In recent years, the role of four-phonon (4ph) scattering in thermal transport properties has been gradually revealed. However, the underlying scattering mechanisms of the bulk beta-Ga2O3 and monolayer Ga2O3 remain unclear. Hence, we evaluate the effect of 4ph scattering on the thermal transport properties of the bulk beta-Ga2O3 and monolayer Ga2O3 by utilizing first-principles calculations. It has been observed that the Young's modulus and lattice thermal conductivity (kappa) of the bulk beta-Ga2O3 are anisotropic, while the values of the monolayer Ga2O3 are isotropic. The kappa of the bulk beta-Ga2O3 along the three directions ([100], [010], and [001]) and monolayer Ga2O3 after adding 4ph scattering are decreased by 9.23%, 11.52%, 13.89%, and 29.24% at 300 K, respectively. Moreover, the effect of four-phonon scattering is more pronounced at the high temperature.

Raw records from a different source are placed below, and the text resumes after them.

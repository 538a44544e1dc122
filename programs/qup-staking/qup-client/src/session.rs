// Staking Session
//
// One explicit session per (owner, vault): the vault config, the owner key,
// the ledger client and the stake lifecycle. Every network effect goes
// through LedgerClient; blocking, cancellation and timeouts belong to its
// implementation.

use solana_msg::msg;
use solana_sdk::{instruction::Instruction, pubkey::Pubkey, signature::Signature};

use crate::amount::{DisplayAmount, MinorUnitAmount};
use crate::config::VaultConfig;
use crate::errors::{Precondition, RejectionReason, Result, VaultClientError};
use crate::instructions::{encode_initialize_vault, InitializeVaultAccounts, InitializeVaultArgs, StakeIntent};
use crate::lifecycle::{StakeLifecycle, StakePhase, WalletBalances};
use crate::pda::{derive_user_stake_pda, owner_token_account};
use crate::rewards::{RewardView, StakePosition, StakingPlan};
use crate::state::{decode_checked, StakeAccountRecord, VaultAccountRecord};

/// A confirmed submission.
#[derive(Debug, Clone, Copy, PartialEq, Eq)]
pub struct Confirmation {
    pub signature: Signature,
}

/// Ledger access supplied by the host: signing, broadcasting, confirmation
/// and account reads.
pub trait LedgerClient {
    /// Sign, send and wait for confirmation of a single-instruction
    /// transaction.
    fn submit_and_confirm(
        &mut self,
        instruction: Instruction,
    ) -> std::result::Result<Confirmation, RejectionReason>;

    /// Raw account data, `None` when the account does not exist.
    fn read_account(&self, address: &Pubkey) -> std::result::Result<Option<Vec<u8>>, RejectionReason>;

    /// Cluster time in unix seconds.
    fn current_timestamp(&self) -> std::result::Result<i64, RejectionReason>;

    /// Token balance of an SPL token account in minor units, `None` when the
    /// token account does not exist.
    fn token_balance(
        &self,
        token_account: &Pubkey,
    ) -> std::result::Result<Option<u64>, RejectionReason>;

    /// Native balance in lamports.
    fn native_balance(&self, address: &Pubkey) -> std::result::Result<u64, RejectionReason>;
}

pub struct StakingSession<L: LedgerClient> {
    config: VaultConfig,
    owner: Pubkey,
    ledger: L,
    lifecycle: StakeLifecycle,
}

impl<L: LedgerClient> StakingSession<L> {
    pub fn new(config: VaultConfig, owner: Pubkey, ledger: L) -> Self {
        Self {
            config,
            owner,
            ledger,
            lifecycle: StakeLifecycle::new(),
        }
    }

    pub fn config(&self) -> &VaultConfig {
        &self.config
    }

    pub fn owner(&self) -> &Pubkey {
        &self.owner
    }

    pub fn ledger(&self) -> &L {
        &self.ledger
    }

    pub fn ledger_mut(&mut self) -> &mut L {
        &mut self.ledger
    }

    pub fn lifecycle(&self) -> &StakeLifecycle {
        &self.lifecycle
    }

    pub fn phase(&self) -> StakePhase {
        self.lifecycle.phase()
    }

    pub fn user_stake_address(&self) -> Result<Pubkey> {
        let (address, _) =
            derive_user_stake_pda(&self.owner, self.config.vault(), self.config.program_id())?;
        Ok(address)
    }

    /// Read the user stake account and re-sync the lifecycle from it.
    pub fn refresh(&mut self) -> Result<Option<StakeAccountRecord>> {
        let record = self.read_stake_record()?;
        let phase = self.lifecycle.observe(record)?;
        msg!("Stake refreshed for {}: {:?}", self.owner, phase);
        Ok(record)
    }

    /// Current vault account snapshot.
    pub fn vault_state(&self) -> Result<VaultAccountRecord> {
        let vault = *self.config.vault();
        let data = self
            .ledger
            .read_account(&vault)?
            .ok_or(VaultClientError::AccountNotFound(vault))?;
        decode_checked(&data)
    }

    /// Token and SOL balances of the owner. A missing token account holds
    /// nothing.
    pub fn wallet_balances(&self) -> Result<WalletBalances> {
        let token_account = owner_token_account(&self.owner, self.config.token_mint());
        let token = self.ledger.token_balance(&token_account)?.unwrap_or(0);
        Ok(WalletBalances {
            token: MinorUnitAmount::new(token),
            lamports: self.ledger.native_balance(&self.owner)?,
        })
    }

    /// Create the vault with the session owner as authority.
    ///
    /// Refused when the derived vault account already exists.
    pub fn initialize_vault(&mut self) -> Result<Confirmation> {
        let (accounts, bump) = InitializeVaultAccounts::for_authority(
            &self.owner,
            self.config.token_mint(),
            self.config.program_id(),
        )?;

        if self.ledger.read_account(&accounts.vault)?.is_some() {
            return Err(Precondition::VaultAlreadyInitialized(accounts.vault).into());
        }

        let instruction = encode_initialize_vault(InitializeVaultArgs { bump }, &accounts)?
            .into_instruction(*self.config.program_id());
        msg!("Initializing vault {} (bump {})", accounts.vault, bump);

        let confirmation = self.ledger.submit_and_confirm(instruction)?;
        msg!("Vault initialized: {}", confirmation.signature);
        Ok(confirmation)
    }

    pub fn stake(&mut self, intent: StakeIntent) -> Result<StakePhase> {
        let balances = self.wallet_balances()?;
        let instruction = self
            .lifecycle
            .begin_stake(&self.config, &self.owner, &intent, &balances)?;
        let outcome = self.ledger.submit_and_confirm(instruction);
        self.lifecycle.on_stake_result(outcome)
    }

    /// Stake a human-entered amount such as `"25"` or `"0.5"`.
    pub fn stake_display(&mut self, amount: &str, duration_days: u32) -> Result<StakePhase> {
        let amount = MinorUnitAmount::from_display_str(amount, self.config.token_decimals())?;
        self.stake(StakeIntent::stake(amount, duration_days))
    }

    pub fn claim(&mut self) -> Result<StakePhase> {
        let instruction = self.lifecycle.begin_claim(&self.config, &self.owner)?;
        let outcome = self.ledger.submit_and_confirm(instruction);
        self.lifecycle.on_claim_result(outcome)
    }

    pub fn unstake(&mut self) -> Result<StakePhase> {
        let instruction = self.lifecycle.begin_unstake(&self.config, &self.owner)?;
        let outcome = self.ledger.submit_and_confirm(instruction);
        self.lifecycle.on_unstake_result(outcome)
    }

    /// Accrued position, `None` when the owner has no stake account.
    pub fn position(&self) -> Result<Option<StakePosition>> {
        let Some(stake) = self.read_stake_record()? else {
            return Ok(None);
        };
        let vault = self.vault_state()?;
        let now = self.ledger.current_timestamp()?;
        StakePosition::from_records(&stake, &vault, now).map(Some)
    }

    /// Estimate for `plan` while no stake exists, otherwise the accrued
    /// position.
    pub fn reward_view(&self, plan: &StakingPlan, principal: DisplayAmount) -> Result<RewardView> {
        match self.position()? {
            Some(position) => Ok(RewardView::Accrued(position)),
            None => Ok(RewardView::Estimate(plan.quote(principal))),
        }
    }

    fn read_stake_record(&self) -> Result<Option<StakeAccountRecord>> {
        let address = self.user_stake_address()?;
        match self.ledger.read_account(&address)? {
            Some(data) if !data.is_empty() => decode_checked(&data).map(Some),
            _ => Ok(None),
        }
    }
}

Afterwards, based on the phonon behaviors, we can prove that the addition of 4ph scattering can increase the phonon scattering rate, decrease the phonon mean free path, and increase the phase space, which results in lower thermal conductivity. The findings can contribute to a better understanding of high-order phonon scattering mechanisms of the Ga2O3 materials.